Le preguntó entonces por el padre y cómo se las arregló para escapar.
—El padre era mecánico de coches. Un mecánico muy bueno. Tenía uno de los mejores talleres en Budapest. Al inicio de la guerra estuvo en el frente ruso, o más bien en la retaguardia, formando parte de la unidad logística del ejército húngaro, lo cual le sirvió, entre otras cosas, para presenciar algunas de las primeras matanzas de judíos en Ucrania. Así que cuando los nazis invadieron Hungría sabía lo que le tenían reservado a él y a su familia. El padre era un hombre astuto. Había conseguido dar con un escondite perfecto para sus tres hijos y su mujer en una zona boscosa de los Cárpatos, un viejo albergue de montaña en mitad del bosque. De quedarse allí, todos habrían sobrevivido.
—¿Y qué pasó?
—Pasó que su mujer, al cabo de una semana, no aguantó más y se marchó con sus dos hijas al pueblo de sus padres. Fatídica decisión. Laszlo, el pequeño, se quedó con el padre hasta el final de la guerra. Todo esto me lo contaba el padre con lágrimas en los ojos. Hizo todo lo posible por convencerla, pero fue inútil. No volvieron a verlas. Imagínese el sentimiento de culpa del padre. Ciertamente las condiciones en el bosque no debían ser las mejores. El padre culpaba de la marcha de su mujer a una de sus cuñadas.
—¿Se sabe qué fue de ellas?
—Más o menos, me dice Ray. Murieron las tres en Auschwitz. La madre gaseada y las hijas, según parece, en una epidemia de tifus que se desató poco antes de llegar los rusos al campo de concentración.
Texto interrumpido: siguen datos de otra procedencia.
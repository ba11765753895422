// Copyright 2026 by the timetabler authors
//
// Licensed under the Apache License, Version 2.0 (the "License"); you may not use this file except in compliance with
// the License. You may obtain a copy of the License at
//
//     http://www.apache.org/licenses/LICENSE-2.0
//
// Unless required by applicable law or agreed to in writing, software distributed under the License is distributed on an
// "AS IS" BASIS, WITHOUT WARRANTIES OR CONDITIONS OF ANY KIND, either express or implied. See the License for the
// specific language governing permissions and limitations under the License.

//! Simple JSON representation of a solved timetable

use crate::Timetable;
use serde::Serialize;
use serde_json::json;

/// One slot of a class' timetable
#[derive(Serialize, Debug, Clone, PartialEq)]
struct LessonEntry<'a> {
    day: &'a str,
    slot: &'a str,
    subject: Option<&'a str>,
    room: Option<&'a str>,
}

/// Write the timetable as simple JSON representation to a Writer (e.g. an output file).
///
/// The document contains one list of lessons per class name. Free slots have `subject: null`, lessons without room
/// `room: null`.
pub fn write<W: std::io::Write>(writer: W, timetable: &Timetable) -> Result<(), String> {
    let catalog = timetable.catalog();
    let mut classes = serde_json::Map::new();
    for class in catalog.classes.iter() {
        let mut lessons = Vec::new();
        for (d, day) in catalog.grid.days.iter().enumerate() {
            for (s, slot) in catalog.grid.slots.iter().enumerate() {
                let subject = timetable.subject(class.index, d, s);
                let room = timetable.room(class.index, d, s);
                lessons.push(LessonEntry {
                    day,
                    slot,
                    subject: (subject != crate::FREE).then(|| catalog.subject_name(subject)),
                    room: (room != crate::NO_ROOM).then(|| catalog.room_name(room)),
                });
            }
        }
        classes.insert(
            class.name.clone(),
            serde_json::to_value(lessons).map_err(|e| format!("{}", e))?,
        );
    }
    let lunch = timetable.lunch().map(|l| {
        json!({
            "demand": l.demand,
            "mode": l.mode,
            "slots": catalog
                .classes
                .iter()
                .map(|c| (c.name.clone(), json!(catalog.grid.slots[l.slots[c.index]])))
                .collect::<serde_json::Map<String, serde_json::Value>>(),
        })
    });
    let data = json!({
        "format": "X-timetable-simple",
        "version": "1.0",
        "timestamp": chrono::Utc::now().to_rfc3339(),
        "status": timetable.status().to_string(),
        "objective": timetable.objective(),
        "classes": classes,
        "lunch": lunch,
    });
    serde_json::to_writer(writer, &data).map_err(|e| format!("{}", e))?;

    Ok(())
}
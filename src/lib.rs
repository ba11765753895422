// Copyright 2026 by the timetabler authors
//
// Licensed under the Apache License, Version 2.0 (the "License"); you may not use this file except in compliance with
// the License. You may obtain a copy of the License at
//
//     http://www.apache.org/licenses/LICENSE-2.0
//
// Unless required by applicable law or agreed to in writing, software distributed under the License is distributed on an
// "AS IS" BASIS, WITHOUT WARRANTIES OR CONDITIONS OF ANY KIND, either express or implied. See the License for the
// specific language governing permissions and limitations under the License.

//! School timetable generation as a constraint model.
//!
//! A `Configuration` (see `io::config`) is resolved into a `Catalog` of days, slots, subjects, levels, classes, rooms
//! and teachers. A `Session` creates one subject variable and one room variable per (class, day, slot) and the weekly
//! quota constraints. The rule modules in `rules` add further constraints (or penalty terms) to the session. Finally,
//! `solve::solve()` seals the session, hands the model to a `cp::Solver` and returns a `Timetable`.

mod bab;
pub mod catalog;
pub mod cp;
pub mod io;
pub mod objective;
pub mod rules;
pub mod session;
pub mod solve;

#[cfg(test)]
mod testing;

pub use catalog::Catalog;
pub use session::Session;
pub use solve::{solve, SolveOutcome, Timetable};

/// Subject index meaning "no class scheduled"
pub const FREE: usize = 0;
/// Room index meaning "no room"
pub const NO_ROOM: usize = 0;

/// Errors raised while building or solving a timetable model
#[derive(Debug, thiserror::Error)]
pub enum Error {
    /// Invalid configuration: unknown labels, missing quotas, unresolvable rules
    #[error("Configuration error: {0}")]
    Configuration(String),
    /// The solving engine finished with a status other than OPTIMAL, FEASIBLE or INFEASIBLE
    #[error("Solving engine failed with status {0}")]
    Engine(cp::Status),
    /// The constraint model was used in a way the engine does not support
    #[error("Invalid model: {0}")]
    Model(String),
}

/// Build a complete session from a configuration: resolve the catalog, create the variables and quota constraints
/// and apply all rules of the configuration.
pub fn build_session(config: &io::config::Configuration) -> Result<Session, Error> {
    let catalog = Catalog::from_config(config)?;
    let rules = rules::RuleSet::resolve(config, &catalog)?;
    let mut session = Session::new(catalog)?;
    rules::apply(&mut session, &rules)?;
    Ok(session)
}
Una lástima. Su segunda mujer presenció todo aquello y lo contó después.
Ante mi extrañeza, Ray me lo explica. La que fue segunda mujer del padre y madrastra de Laszlo era del pueblo de la madre y compañera de colegio. Se conocían. Eran amigas. Al parecer, vivieron juntas toda la estancia en Auschwitz. Otras dos hermanas también sobrevivieron.
—Qué hermanas, pregunto.
—Las hermanas de la madrastra de Laszlo. Yo coincidí con ellas varias veces en vida del padre, me aclara Ray. Creo que una vive todavía en una residencia de ancianos cerca de aquí. Eran las dos muy simpáticas, con mucho sentido del humor, a diferencia de la madrastra, que era una señora de mucho carácter, de carácter irascible. Laszlo no encontró mucha felicidad con ella.
Me habría gustado continuar la conversación, pero a las seis Ray mira el reloj y me dice que es hora de ver tranquilamente en la televisión el partido de los Knicks. Poco después llega un hombre grandón y sonriente, sobrino de Ray. Ha traído un montón de “comida rápida”. La va sacando de la bolsa y la pone sobre la mesita que está delante de la televisión. Cajas de pollo frito KFC, latas de Coca-cola, envoltorios de Ketchup. Por cortesía me quedo allí un rato. Mordisqueo alguna alita de pollo mientras me bebo una lata. Antes de terminar la primera parte me despido. Afuera es ya noche cerrada y hace frío, pero es un frío tonificante, lozano, saludable, al menos tras la bufanda y el plumífero. En el camino de vuelta, en medio de la oscuridad, mis solitarias pisadas crujen cada vez que piso algún resto de nieve congelada. Más tarde, en el salón, con un té caliente entre las manos, vuelvo a mirar las fotos del piano. ¿No son acaso tan fantasmales como yo mismo? ¿O como esta mecedora vacía que está ahí, delante de mí, quieta, inerte, a la espera de que alguien vuelva a sentarse y se ponga a recordar o a escuchar la música que escuchaba Laszlo?